116 anos atrás, o Rio de Janeiro viveu a “Revolta da Vacina”, quando o sanitarista Oswaldo Cruz – o que dá nome à Fiocruz – convenceu o presidente Rodrigues Alves a propor uma lei que tornava obrigatória a vacina contra a varíola que matou – até ser erradicada, nos anos 70 – cerca de 300 milhões de pessoas e a minha geração ainda guarda na memória os rostos que viu deformados por esta doença nos que conseguiam escapar.
Agora, porém, enquanto estamos na esperança de alcançarmos uma vacina que nos livre do novo coronavírus, o senhor Jair Bolsonaro, do alto da presidência da República que ocupa, que não haverá, se o imunizante for obtido, vacinação obrigatória porque, segundo a mensagem da Secretaria de Comunicação da Presidência, “o governo do Brasil preza pela liberdade dos brasileiros”.
Está nisso a doença do egoísmo que rege o “eu faço só o que quero” como se isso fosse o retrato da democracia e da liberdade.

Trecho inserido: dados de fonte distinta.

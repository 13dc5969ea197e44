//! Unit sphere at the local origin.

use crate::Ray;
use lumo_math::{Point3, Vec3};
use std::f64::consts::PI;

/// The unit sphere centered at the local origin. Position and size come
/// from the owning node's transform chain, so no parameters live here.
#[derive(Debug, Clone, Copy, Default, PartialEq)]
pub struct Sphere;

impl Sphere {
    /// Nearest strictly positive ray intersection, if any.
    ///
    /// Solves `|r0 + v t|^2 = 1` via the numerically stable quadratic
    /// form: `q = -(b + sign(b) sqrt(d)) / 2`, `t1 = q / a`, `t2 = c / q`,
    /// which avoids catastrophic cancellation when `b` dominates.
    pub fn intersect_local(&self, ray: &Ray) -> Option<f64> {
        let mut t1 = f64::NAN;
        let mut t2 = f64::NAN;
        if !self.roots(ray, &mut t1, &mut t2) {
            return None;
        }
        if t1 <= 0.0 {
            return (t2 > 0.0).then_some(t2);
        }
        if t2 <= 0.0 {
            return Some(t1);
        }
        Some(t1.min(t2))
    }

    /// All strictly positive boundary crossings, unsorted. Up to two for
    /// a sphere. Used by CSG composites, which must see every candidate
    /// surface, not just the nearest.
    pub fn intersect_local_all(&self, ray: &Ray, out: &mut Vec<f64>) {
        let mut t1 = f64::NAN;
        let mut t2 = f64::NAN;
        if !self.roots(ray, &mut t1, &mut t2) {
            return;
        }
        if t1 > 0.0 {
            out.push(t1);
        }
        if t2 > 0.0 {
            out.push(t2);
        }
    }

    fn roots(&self, ray: &Ray, t1: &mut f64, t2: &mut f64) -> bool {
        let a = ray.direction.dot(&ray.direction);
        let b = 2.0 * ray.origin.coords.dot(&ray.direction);
        let c = ray.origin.coords.dot(&ray.origin.coords) - 1.0;
        let d = b * b - 4.0 * a * c;
        if d < 0.0 {
            return false;
        }
        let q = -(b + b.signum() * d.sqrt()) / 2.0;
        *t1 = q / a;
        *t2 = c / q;
        true
    }

    /// Surface normal at `point`, which must lie on the sphere. A surface
    /// point on the unit sphere is its own normal.
    pub fn normal_local(&self, point: &Point3) -> Vec3 {
        point.coords / point.coords.norm()
    }

    /// Whether `point` is strictly inside the sphere.
    pub fn inside_local(&self, point: &Point3) -> bool {
        point.coords.norm() < 1.0
    }

    /// Longitude/latitude parameterization of a surface point, both
    /// mapped into [0, 1].
    pub fn uv_local(&self, point: &Point3) -> (f64, f64) {
        let mut lon = point.y.atan2(point.x);
        if lon < 0.0 {
            lon += 2.0 * PI;
        }
        let lat = (point.z / point.coords.norm()).asin();
        (lon / (2.0 * PI), lat / PI + 0.5)
    }
}
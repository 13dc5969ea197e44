//! Color vector types.

use nalgebra::{SVector, Vector3};

/// The color carried by a ray — the RGB that ultimately lands in the
/// pixel buffer. Channels are unclamped until quantization.
pub type RayColor = Vector3<f64>;

/// The intrinsic color of a surface point: RGB plus the POV-Ray filter
/// and transmit channels.
pub type ObjectColor = SVector<f64, 5>;

/// Build an [`ObjectColor`] from all five channels.
pub fn object_color(r: f64, g: f64, b: f64, filter: f64, transmit: f64) -> ObjectColor {
    ObjectColor::from_column_slice(&[r, g, b, filter, transmit])
}

/// The RGB head of an object color.
#[inline]
pub fn rgb(color: &ObjectColor) -> RayColor {
    RayColor::new(color[0], color[1], color[2])
}
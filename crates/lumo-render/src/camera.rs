//! Cameras: mapping normalized image-plane coordinates to world rays.

use lumo_geom::Ray;
use lumo_math::{atand, tand, Point3, Vec3};
use lumo_scene::{Result, TransformChain};

/// A camera maps normalized image-plane coordinates to world-space rays.
///
/// Both coordinates run from -0.5 to 0.5; x increases to the right and y
/// increases *downward*, so a row-major top-to-bottom pixel buffer needs
/// no vertical flip. A camera is transformable: `project` runs the local
/// ray through the camera's own world matrix, so a `location_lookat` on
/// the chain is the usual way to aim it.
pub trait Camera: Send + Sync {
    /// The camera's transform chain.
    fn chain(&self) -> &TransformChain;

    /// Mutable access to the transform chain, for aiming the camera.
    fn chain_mut(&mut self) -> &mut TransformChain;

    /// Ray through image-plane coordinates `(x, y)`, both in
    /// [-0.5, 0.5], in the camera's local frame.
    fn project_local(&self, x: f64, y: f64) -> Ray;

    /// Recompute the cached transform matrices.
    fn prepare_render(&mut self) -> Result<()> {
        self.chain_mut().prepare_render()
    }

    /// Ray through `(x, y)` in world space.
    fn project(&self, x: f64, y: f64) -> Ray {
        self.project_local(x, y)
            .transformed(self.chain().world_from_local())
    }
}

/// Pinhole perspective camera.
///
/// Rays start at the local origin with direction
/// `direction + right * x + down * y`. The *length* of `direction`
/// encodes zoom: a longer boresight narrows the field of view. The
/// default frame looks straight up the local +z axis with +x right and
/// +y down — think of a camera phone lying face-up on a table.
#[derive(Debug)]
pub struct PerspectiveCamera {
    /// Right-pointing basis vector of the image plane.
    pub right: Vec3,
    /// Down-pointing basis vector of the image plane.
    pub down: Vec3,
    /// Boresight vector, perpendicular to the image plane; its length
    /// sets the field of view.
    pub direction: Vec3,
    chain: TransformChain,
}

impl Default for PerspectiveCamera {
    fn default() -> Self {
        Self::new(
            Vec3::new(1.0, 0.0, 0.0),
            Vec3::new(0.0, 1.0, 0.0),
            Vec3::new(0.0, 0.0, 1.0),
        )
    }
}

impl PerspectiveCamera {
    /// Camera with explicit basis vectors. They should normally be
    /// mutually perpendicular; nothing breaks if they are not, the image
    /// just shears.
    pub fn new(right: Vec3, down: Vec3, direction: Vec3) -> Self {
        Self {
            right,
            down,
            direction,
            chain: TransformChain::new(),
        }
    }

    /// Camera for an image of the given pixel size: the right vector is
    /// stretched to `width / height` so the image plane matches the
    /// buffer's aspect ratio.
    pub fn with_aspect(width: u32, height: u32) -> Self {
        Self::new(
            Vec3::new(width as f64 / height as f64, 0.0, 0.0),
            Vec3::new(0.0, 1.0, 0.0),
            Vec3::new(0.0, 0.0, 1.0),
        )
    }

    /// Aspect-matched camera with the given full horizontal field of
    /// view in degrees, encoded as the boresight length.
    pub fn with_fov(width: u32, height: u32, angle: f64) -> Self {
        let right_len = width as f64 / height as f64;
        Self::new(
            Vec3::new(right_len, 0.0, 0.0),
            Vec3::new(0.0, 1.0, 0.0),
            Vec3::new(0.0, 0.0, Self::angle_to_dir(angle, right_len)),
        )
    }

    /// Boresight length for a full horizontal field of view of `angle`
    /// degrees: `|dir| = |right| / (2 tan(angle / 2))`.
    pub fn angle_to_dir(angle: f64, right_len: f64) -> f64 {
        right_len / (2.0 * tand(angle / 2.0))
    }

    /// Full horizontal field of view in degrees for the given vector
    /// lengths: `angle = 2 atan(|right| / (2 |dir|))`.
    pub fn dir_to_angle(dir_len: f64, right_len: f64) -> f64 {
        2.0 * atand(right_len / (2.0 * dir_len))
    }
}

impl Camera for PerspectiveCamera {
    fn chain(&self) -> &TransformChain {
        &self.chain
    }

    fn chain_mut(&mut self) -> &mut TransformChain {
        &mut self.chain
    }

    fn project_local(&self, x: f64, y: f64) -> Ray {
        Ray::new(
            Point3::origin(),
            self.direction + self.right * x + self.down * y,
        )
    }
}
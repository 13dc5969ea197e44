#![warn(missing_docs)]

//! Rays and local-space primitive geometry for the lumo ray tracer.
//!
//! Primitives answer four queries, all in their own local frame where
//! the shape takes its canonical form (unit sphere at the origin, the
//! z = 0 plane):
//!
//! - intersection: nearest strictly positive ray parameter, or every
//!   boundary crossing for CSG use;
//! - surface normal at a point on the surface (unspecified off-surface);
//! - point containment, a total function over all of space;
//! - a surface uv parameterization for pattern pigments.
//!
//! World placement is the owning scene node's business: it maps the ray
//! into the local frame with its cached inverse matrix before asking, and
//! maps the normal back out with the inverse-transpose.

mod plane;
mod ray;
mod sphere;

pub use plane::Plane;
pub use ray::Ray;
pub use sphere::Sphere;

use lumo_math::{Point3, Vec3};

/// The closed set of primitive shapes, dispatched by match.
#[derive(Debug, Clone, Copy, PartialEq)]
pub enum PrimitiveKind {
    /// Unit sphere at the local origin.
    Sphere(Sphere),
    /// The local z = 0 plane, inside below.
    Plane(Plane),
}

impl PrimitiveKind {
    /// Nearest strictly positive intersection of `ray` (already in local
    /// space) with the primitive surface. `None` carries no parameter:
    /// there is no t to read on a miss.
    pub fn intersect_local(&self, ray: &Ray) -> Option<f64> {
        match self {
            PrimitiveKind::Sphere(s) => s.intersect_local(ray),
            PrimitiveKind::Plane(p) => p.intersect_local(ray),
        }
    }

    /// Append every boundary crossing of `ray` with the surface to `out`.
    pub fn intersect_local_all(&self, ray: &Ray, out: &mut Vec<f64>) {
        match self {
            PrimitiveKind::Sphere(s) => s.intersect_local_all(ray, out),
            PrimitiveKind::Plane(p) => p.intersect_local_all(ray, out),
        }
    }

    /// Surface normal at a local-space surface point.
    pub fn normal_local(&self, point: &Point3) -> Vec3 {
        match self {
            PrimitiveKind::Sphere(s) => s.normal_local(point),
            PrimitiveKind::Plane(p) => p.normal_local(point),
        }
    }

    /// Whether a local-space point is inside the primitive. Total over
    /// all inputs.
    pub fn inside_local(&self, point: &Point3) -> bool {
        match self {
            PrimitiveKind::Sphere(s) => s.inside_local(point),
            PrimitiveKind::Plane(p) => p.inside_local(point),
        }
    }

    /// Surface parameterization of a local-space surface point, for
    /// pattern pigments.
    pub fn uv_local(&self, point: &Point3) -> (f64, f64) {
        match self {
            PrimitiveKind::Sphere(s) => s.uv_local(point),
            PrimitiveKind::Plane(p) => p.uv_local(point),
        }
    }
}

Então, se eu quero desdenhar da vacina e correr o risco de me infectar, tenho este direito: afinal, a vida é minha.
Mas a dos outros não é. Cada pessoa doente é um foco de infecção de outras, que veem violada a sua liberdade de viver com saúde.
Saúde não é direito individual, apenas, é coletivo e ninguém tem, pelas nossas leis, de expor a vida alheia a risco.
A “liberdade” a que se referem, portanto, no caso de obtermos uma vacina segura e sem efeitos colaterais notáveis, é a liberdade de matar, exatamente como reivindicam quando querem o direito de portar armas que são, até, menos perigosas, porque só matarão, em geral, por um ato deliberado, ao contrário do novo coronavírus, que contamina de forma inconsciente, até pela falta de sintomas.
É obvio que nenhum infectologista espera que as pessoas sejam conduzidas pela polícia aos postos de vacinação, quando estes existirem. O mais provável, aliás, é que as vacinas sejam oferecidas em número menor do que as pessoas que desejem se imunizar.
Mas, progressivamente, o Estado terá de exercer o seu poder para levar maioria a vacinar-se como, aliás, já ocorre, quando se condiciona o recebimento de benefícios sociais à vacinação de crianças. Não é nenhum absurdo, porque há vacinas que são condição que são sine qua non até para ingressar em países, como é o caso da vacina contra a febre amarela, sem que nunca isso tenha serviço para dizer que países são ditatoriais e autoritários.
Bolsonaro, porém, avança no sentido de propagar as teorias da conspiração que são caras aos grupos fundamentalistas.
Porque Bolsnaro é um deles, por mais que se queira normalizá-lo.